Os limites entre o erro médico e a responsabilidade criminal

Enviada em 04/09/2019

O Código de Ética Médica atribui ao médico o dever de agir com o máximo de zelo e com o melhor da sua capacidade profissional, no entanto, a recorrência de casos de erros médicos traz à tona a violação desse princípio. Nesse sentido, cabe a discussão sobre alguns motivos que podem ocasionar a falha médica, como a má formação e a falta de estrutura dos hospitais, e a necessidade desses profissionais responderem criminalmente pelos seus feitos.

Convém ressaltar, a princípio, a má qualificação profissional como um dos principais fatores de erros médicos. Dessa forma, realizar determinados procedimentos, interpretar exames e fazer um diagnóstico preciso pode ser atividades de extrema dificuldade para muitos médicos, como mostra os dados do Conselho Regional de Medicina de São Paulo, em que 40% dos recém-formados reprovaram no exame de avaliação no ano de 2018. Nesse sentido, fica claro como a sociedade está suscetível as consequências onerosas, que podem causar até a morte do paciente, derivadas da incapacidade de muitos profissionais. Assim, essas situações devem ser tratadas no âmbito judiciário, uma vez que descumpre com o Código Civil brasileiro, que atribui como ato ilícito violar e causar danos à vida.

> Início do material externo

/// Procvar: process variable resolution engine
///
/// This library resolves the effective value of a process variable by walking
/// base-process references and parent/child subprocess links instead of reading
/// only the local variable store.

// Core configuration flags read at resolution time
pub mod config;

// Error taxonomy for resolution
pub mod error;

// Tracing subscriber setup
pub mod logging;

// Process layer - instances, definitions, nodes and subprocess links
pub mod process;

// Variable values, composite merge and resolved/raw variable records
pub mod variable;

// Collaborator contracts (variable store, repositories) and an in-memory backend
pub mod store;

// Resolution engine - name qualifier, session link cache and resolver
pub mod resolver;

// Re-export commonly used types for external consumers
pub use config::ResolverConfig;
pub use error::{ResolveError, Result};
pub use process::{DefinitionRegistry, ProcessDefinition, ProcessInstance, SubprocessLink};
pub use resolver::{SubprocessLinkCache, VariableResolver};
pub use store::{Collaborators, MemoryProcessStore};
pub use variable::{CompositeValue, ResolvedVariable, VariableValue};
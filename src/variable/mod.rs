/// Variable Layer
///
/// Value model shared by the store collaborators and the resolver:
/// - Typed values with composite (user-type) merge
/// - Resolved variables (name, value, definition) handed back to callers
/// - Raw untyped records read in legacy compatibility mode

// Typed values and composite merge
pub mod value;

// Resolved and raw variable records
pub mod types;

// Re-export commonly used types
pub use types::{RawVariable, ResolvedVariable};
pub use value::{CompositeValue, VariableValue};
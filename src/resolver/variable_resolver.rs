/// Variable resolver
///
/// Resolves one named variable for one (definition, process) pair. The local
/// store is read first; empty, default-valued and composite values are then
/// completed from the base process or the parent process, following the chain
/// of delegations transitively.

use crate::error::Result;
use crate::process::{ProcessDefinition, ProcessId, ProcessInstance};
use crate::resolver::cache::SubprocessLinkCache;
use crate::store::Collaborators;
use crate::variable::{ResolvedVariable, VariableValue};
use std::{collections::HashSet, sync::Arc};

/// Resolution session for a single process
///
/// Owns the session's link cache. Not meant to be shared between concurrent
/// callers; create one per logical resolution session.
#[derive(Debug)]
pub struct VariableResolver<'a> {
    env: Collaborators<'a>,
    definition: Arc<ProcessDefinition>,
    process: ProcessInstance,
    links: SubprocessLinkCache<'a>,
}

impl<'a> VariableResolver<'a> {
    pub fn new(env: Collaborators<'a>, definition: Arc<ProcessDefinition>, process: ProcessInstance) -> Self {
        Self {
            env,
            definition,
            process,
            links: SubprocessLinkCache::new(env),
        }
    }

    /// Create a resolver, loading the process definition through the registry
    pub fn for_process(env: Collaborators<'a>, process: ProcessInstance) -> Result<Self> {
        let definition = env.definitions.get_definition(&process)?;
        Ok(Self::new(env, definition, process))
    }

    pub fn process(&self) -> &ProcessInstance {
        &self.process
    }

    pub fn definition(&self) -> &Arc<ProcessDefinition> {
        &self.definition
    }

    /// Session cache shared by every lookup of this resolver
    pub fn link_cache(&mut self) -> &mut SubprocessLinkCache<'a> {
        &mut self.links
    }

    /// Resolve `name`
    ///
    /// Returns None when the variable is neither declared locally nor (in
    /// legacy mode) present as a raw record. A declared variable is always
    /// returned, possibly with a null value. A self-referencing base process
    /// fails every lookup, whatever the name.
    pub fn get(&mut self, name: &str) -> Result<Option<ResolvedVariable>> {
        self.links.base_process_id(&self.definition, &self.process)?;

        let local = self
            .env
            .variables
            .get_variable(&self.definition, &self.process, name)?;

        if let Some(variable) = local {
            if !needs_upstream(&variable) {
                return Ok(Some(variable));
            }
            let definition = Arc::clone(&self.definition);
            let process = self.process.clone();
            return self
                .resolve_upstream(definition, process, name.to_string(), variable)
                .map(Some);
        }

        if self.env.config.legacy_compatibility_mode {
            if let Some(raw) = self.env.variables.get_raw(&self.process, name)? {
                tracing::debug!(
                    "📜 Using raw record for undeclared variable '{}' in process {}",
                    name,
                    self.process.id
                );
                return Ok(Some(ResolvedVariable::untyped(name, raw.value)));
            }
        }

        tracing::debug!(
            "No variable defined by '{}' in process {}, returning null",
            name,
            self.process.id
        );
        Ok(None)
    }

    /// Resolve `name` to its value only; absent variables yield `Null`
    pub fn get_value(&mut self, name: &str) -> Result<VariableValue> {
        Ok(self.get(name)?.map(|variable| variable.value).unwrap_or_default())
    }

    /// Walk base/parent processes until `variable` holds a meaningful value
    ///
    /// Every hop moves the (definition, process, name) context one process up.
    /// The walk ends when there is no delegation target, no mapped name, a
    /// process would be visited twice, or the configured depth is reached.
    fn resolve_upstream(
        &mut self,
        mut definition: Arc<ProcessDefinition>,
        mut process: ProcessInstance,
        mut name: String,
        mut variable: ResolvedVariable,
    ) -> Result<ResolvedVariable> {
        let mut visited: HashSet<ProcessId> = HashSet::from([process.id]);

        loop {
            let Some(target_id) = self.links.delegation_target(&definition, &process)? else {
                return Ok(variable);
            };
            let Some(mapped_name) = self.links.base_process_read_variable_name(&process, &name)? else {
                tracing::debug!(
                    "No read mapping for '{}' from process {} to {}",
                    name,
                    process.id,
                    target_id
                );
                return Ok(variable);
            };
            if !visited.insert(target_id) {
                tracing::warn!(
                    "⚠️ Delegation cycle detected: process {} already visited while resolving '{}'",
                    target_id,
                    variable.name
                );
                return Ok(variable);
            }
            if visited.len() > self.env.config.max_delegation_depth + 1 {
                tracing::warn!(
                    "⚠️ Delegation depth {} exceeded while resolving '{}' in process {}",
                    self.env.config.max_delegation_depth,
                    variable.name,
                    self.process.id
                );
                return Ok(variable);
            }

            tracing::debug!("Loading variable '{}' from process '{}'", mapped_name, target_id);
            let base_process = self.env.processes.get_by_id_or_fail(target_id)?;
            let base_definition = self.env.definitions.get_definition(&base_process)?;
            let base_variable = self
                .env
                .variables
                .get_variable(&base_definition, &base_process, &mapped_name)?;

            if let Some(base) = base_variable {
                if let (VariableValue::Composite(local), VariableValue::Composite(upstream)) =
                    (&mut variable.value, &base.value)
                {
                    local.merge(upstream, false);
                    return Ok(variable);
                }

                let base_default = base.default_value().cloned();
                if !base.value.is_empty() || variable.value.is_null() {
                    variable.value = base.value;
                }
                if !variable.value.is_empty() && base_default.as_ref() != Some(&variable.value) {
                    return Ok(variable);
                }
            }

            definition = base_definition;
            process = base_process;
            name = mapped_name;
        }
    }
}

/// Local values that are empty, default-valued or composite are completed upstream
fn needs_upstream(variable: &ResolvedVariable) -> bool {
    variable.value.is_empty() || variable.has_default_value() || variable.value.is_composite()
}

#[cfg(test)]
mod tests {
    use super::*;
    use crate::process::VariableDefinition;
    use crate::variable::CompositeValue;

    #[test]
    fn meaningful_scalars_take_the_fast_path() {
        let definition = VariableDefinition::new("total", "long").with_default(0_i64);

        assert!(!needs_upstream(&ResolvedVariable::new(definition.clone(), 5_i64.into())));
        assert!(needs_upstream(&ResolvedVariable::new(definition.clone(), 0_i64.into())));
        assert!(needs_upstream(&ResolvedVariable::new(definition.clone(), VariableValue::Null)));
        assert!(needs_upstream(&ResolvedVariable::new(definition, "".into())));
    }

    #[test]
    fn composites_always_look_upstream() {
        let definition = VariableDefinition::new("customer", "usertype:Customer");
        let value: CompositeValue = [("name", "Ada")].into_iter().collect();

        assert!(needs_upstream(&ResolvedVariable::new(definition, value.into())));
    }
}
/// Hot-reload process definition registry using ArcSwap
///
/// Provides lock-free reads and atomic updates of the deployed definitions.
/// Each deployment swaps the entire map pointer, so resolution sessions that
/// already hold an `Arc<ProcessDefinition>` keep working on a consistent version.

use crate::process::types::{ProcessDefinition, ProcessInstance};
use crate::store::ProcessDefinitionRegistry;
use anyhow::Result;
use arc_swap::ArcSwap;
use std::{collections::HashMap, sync::Arc};

/// Lock-free registry of deployed process definitions
///
/// Key: definition id, Value: shared definition.
#[derive(Debug)]
pub struct DefinitionRegistry {
    definitions: ArcSwap<HashMap<String, Arc<ProcessDefinition>>>,
}

impl Default for DefinitionRegistry {
    fn default() -> Self {
        Self::new()
    }
}

impl DefinitionRegistry {
    pub fn new() -> Self {
        Self {
            definitions: ArcSwap::new(Arc::new(HashMap::new())),
        }
    }

    /// Build a registry from a set of definitions
    pub fn from_definitions(definitions: impl IntoIterator<Item = ProcessDefinition>) -> Self {
        let map = definitions
            .into_iter()
            .map(|definition| (definition.id.clone(), Arc::new(definition)))
            .collect();
        Self {
            definitions: ArcSwap::new(Arc::new(map)),
        }
    }

    /// Load definitions from a JSON array
    pub fn from_json(json: &str) -> Result<Self> {
        let definitions: Vec<ProcessDefinition> = serde_json::from_str(json)?;
        Ok(Self::from_definitions(definitions))
    }

    /// Deploy (or hot-reload) a single definition
    ///
    /// Clones the current map, updates it and swaps the pointer atomically.
    pub fn deploy(&self, definition: ProcessDefinition) {
        let id = definition.id.clone();
        let current = self.definitions.load();
        let mut updated = (**current).clone();
        let replaced = updated.insert(id.clone(), Arc::new(definition)).is_some();
        self.definitions.store(Arc::new(updated));

        if replaced {
            tracing::info!("♻️ Hot-reloaded process definition: {}", id);
        } else {
            tracing::info!("📦 Deployed process definition: {}", id);
        }
    }

    /// Remove a definition from the registry
    pub fn remove(&self, definition_id: &str) -> bool {
        let current = self.definitions.load();
        let mut updated = (**current).clone();

        if updated.remove(definition_id).is_some() {
            self.definitions.store(Arc::new(updated));
            tracing::info!("Removed process definition from registry: {}", definition_id);
            true
        } else {
            false
        }
    }

    /// Get a definition by id (lock-free read)
    pub fn get(&self, definition_id: &str) -> Option<Arc<ProcessDefinition>> {
        self.definitions.load().get(definition_id).cloned()
    }

    /// List all deployed definition ids
    pub fn list_definition_ids(&self) -> Vec<String> {
        self.definitions.load().keys().cloned().collect()
    }
}

impl ProcessDefinitionRegistry for DefinitionRegistry {
    fn get_definition(&self, process: &ProcessInstance) -> Result<Arc<ProcessDefinition>> {
        self.get(&process.definition_id).ok_or_else(|| {
            anyhow::anyhow!(
                "Process definition not found: {} (process {})",
                process.definition_id,
                process.id
            )
        })
    }
}
/// Resolution Engine
///
/// This module resolves process variables across process boundaries.
/// It handles:
/// - Splitting qualified names (`order[2].amount`) against mapping tables
/// - Session-scoped caching of subprocess links and base-process references
/// - Delegated lookups in base and parent processes with composite merging

// Structural variable-name splitting
pub mod qualifier;

// Per-session subprocess link cache
pub mod cache;

// Variable resolver orchestrating local and delegated lookups
pub mod variable_resolver;

// Re-export main types
pub use cache::{SubprocessLinkCache, SubprocessLinkInfo};
pub use qualifier::{qualify, split_qualified_name, QualifiedName};
pub use variable_resolver::VariableResolver;
/// Collaborator contracts consumed by the resolver
///
/// Durable storage lives outside this crate. The resolver only reads through
/// these narrow traits:
/// - VariableStore: typed lookups and raw legacy records
/// - ProcessDefinitionRegistry: definition of a running process
/// - ProcessRepository: process instances by id
/// - SubprocessLinkRepository: the link of a child process to its parent token
///
/// `MemoryProcessStore` implements the storage traits in memory.

use crate::config::ResolverConfig;
use crate::process::{Node, ProcessDefinition, ProcessId, ProcessInstance, SubprocessLink};
use crate::variable::{RawVariable, ResolvedVariable};
use anyhow::Result;
use std::sync::Arc;

// In-memory storage backend
pub mod memory;

pub use memory::MemoryProcessStore;

/// Typed variable lookups
pub trait VariableStore {
    /// Load a declared variable of `process`; None when `name` is not declared
    fn get_variable(
        &self,
        definition: &ProcessDefinition,
        process: &ProcessInstance,
        name: &str,
    ) -> Result<Option<ResolvedVariable>>;

    /// Raw record bypassing definitions (legacy compatibility mode)
    fn get_raw(&self, process: &ProcessInstance, name: &str) -> Result<Option<RawVariable>>;
}

pub trait ProcessDefinitionRegistry {
    fn get_definition(&self, process: &ProcessInstance) -> Result<Arc<ProcessDefinition>>;

    fn get_node_or_fail<'d>(&self, definition: &'d ProcessDefinition, node_id: &str) -> Result<&'d Node> {
        definition.get_node(node_id).ok_or_else(|| {
            anyhow::anyhow!("Node not found: {} in definition {}", node_id, definition.id)
        })
    }
}

pub trait ProcessRepository {
    fn get_by_id_or_fail(&self, id: ProcessId) -> Result<ProcessInstance>;
}

pub trait SubprocessLinkRepository {
    /// None for top-level processes
    fn find_by_child_process_id(&self, id: ProcessId) -> Result<Option<SubprocessLink>>;
}

/// Everything a resolution session reads from
///
/// Passed explicitly to the resolver and its link cache; cheap to copy.
#[derive(Clone, Copy)]
pub struct Collaborators<'a> {
    pub variables: &'a dyn VariableStore,
    pub definitions: &'a dyn ProcessDefinitionRegistry,
    pub processes: &'a dyn ProcessRepository,
    pub links: &'a dyn SubprocessLinkRepository,
    pub config: &'a ResolverConfig,
}

impl<'a> Collaborators<'a> {
    /// Bundle a single store that serves variables, processes and links
    pub fn new<S>(
        store: &'a S,
        definitions: &'a dyn ProcessDefinitionRegistry,
        config: &'a ResolverConfig,
    ) -> Self
    where
        S: VariableStore + ProcessRepository + SubprocessLinkRepository + 'a,
    {
        Self {
            variables: store,
            definitions,
            processes: store,
            links: store,
            config,
        }
    }
}

impl std::fmt::Debug for Collaborators<'_> {
    fn fmt(&self, f: &mut std::fmt::Formatter<'_>) -> std::fmt::Result {
        f.debug_struct("Collaborators")
            .field("config", self.config)
            .finish_non_exhaustive()
    }
}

Por outro lado, erros médicos podem ser provocados devido as péssimas condições de estrutura de hospitais, visto que a falta de equipamentos para realização de cirurgias e exames dificultam que o médico possa desenvolver com o máximo de êxito suas atribuições e intervenções. Essa realidade pode ser observada no levantamento realizado pelo Conselho Federal de Medicina, que aponta um índice de 76% da rede hospitalar pública brasileira que não possui atendimento adequado para pacientes com crises agudas de acidente vascular cerebral. Com isso, é perceptível a inobservância estatal frente a Constituição Federal, que garante a todos os cidadãos a inviolabilidade do direito à vida e o acesso a saúde pública de qualidade.

Portanto, medidas devem ser tomadas para tentar frear as altas recorrências de falhas médicas. Para tanto, é imprescindível o papel do Ministério da Saúde em parceria com a mídia na veiculação de campanhas que informem a população da necessidade de procurarem saber do histórico profissional do médico antes de se submeterem a qualquer tipo de intervenção, de modo a evitar profissionais com péssima reputação e minimizar as chances de erro. Ademais, é suma importância do Congresso Nacional na criação de leis mais duras que impossibilitem cortes de gastos na área da saúde, como forma de impedir, cada vez mais, o sucateamento dos hospitais públicos. Pois, é nesse caminho que o Código de Ética Médica será respeitado.